Abstract: The moment generating function of the nondegenerate distribution of the maximum $ \xi^+=\sup_{0\leq t<\infty}\xi(t)$ of a compound Poisson process

$\displaystyle \xi(t)=at+S(t), \quad a<0, \qquad S(t)=\sum_{k\leq\nu(t)}\xi_k, \quad \xi_k>0, $

where $ \nu(t)$ is a simple Poisson process with intensity $ \lambda>0$, is determined via the well-known Pollaczek-Khinchin formula if $ m=\mathsf{E}\xi(1)<0$.

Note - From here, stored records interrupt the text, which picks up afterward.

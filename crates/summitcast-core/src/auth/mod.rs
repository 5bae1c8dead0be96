//! Credential storage for the completion service.
//!
//! The API key lives in the OS keychain (via `keyring`); the
//! `SUMMITCAST_API_KEY` environment variable overrides it.

pub mod credentials;

pub use credentials::CredentialStore;
//! Location search suggestions.

use serde_json::Value;
use tracing::error;

use crate::ai::{CompletionRequest, CompletionService};

/// Queries shorter than this return no suggestions.
pub const MIN_QUERY_CHARS: usize = 3;

/// Most suggestions returned from a successful search.
pub const MAX_SUGGESTIONS: usize = 5;

/// Most suggestions synthesized when the search fails.
const MAX_FALLBACK_SUGGESTIONS: usize = 3;

/// Up to five place names matching `query`.
pub async fn suggest_locations(service: &dyn CompletionService, query: &str) -> Vec<String> {
    let query = query.trim();
    if query.chars().count() < MIN_QUERY_CHARS {
        return Vec::new();
    }

    match service.complete(CompletionRequest::location_search(query)).await {
        Ok(value) => match value.get("locations") {
            Some(Value::Array(items)) => items
                .iter()
                .filter_map(Value::as_str)
                .map(str::trim)
                .filter(|s| !s.is_empty())
                .take(MAX_SUGGESTIONS)
                .map(str::to_string)
                .collect(),
            _ => Vec::new(),
        },
        Err(e) => {
            error!(query = %query, error = %e, "Location search failed");
            fallback_suggestions(query)
        }
    }
}

/// Guesses built from the query itself: the query suffixed with the first
/// few common US states.
pub fn fallback_suggestions(query: &str) -> Vec<String> {
    ["CA", "NY", "TX"]
        .iter()
        .take(MAX_FALLBACK_SUGGESTIONS)
        .map(|state| format!("{}, {}, USA", query, state))
        .collect()
}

We obtain a prelimit generalization of this formula that determines the Laplace-Carson transform of the moment generating function of the maximum $ \xi^+(t)=\sup_{0\leq t'\leq t}\xi(t')$, $ 0<t<\infty$, and the moment generating function of $ \xi^+=\xi^+(\infty)$ under the assumption that $ m<0$ for homogeneous processes $ \xi(t)$ with independent increments and of bounded variation. Relationships of a different type between characteristic functions of $ \xi^+(\theta_s)$ $ (\mathsf{P}\{\theta_s>t\}=e^{-st}, s,t>0)$ and of $ \xi^+$ are also obtained by using earlier results presented by the author.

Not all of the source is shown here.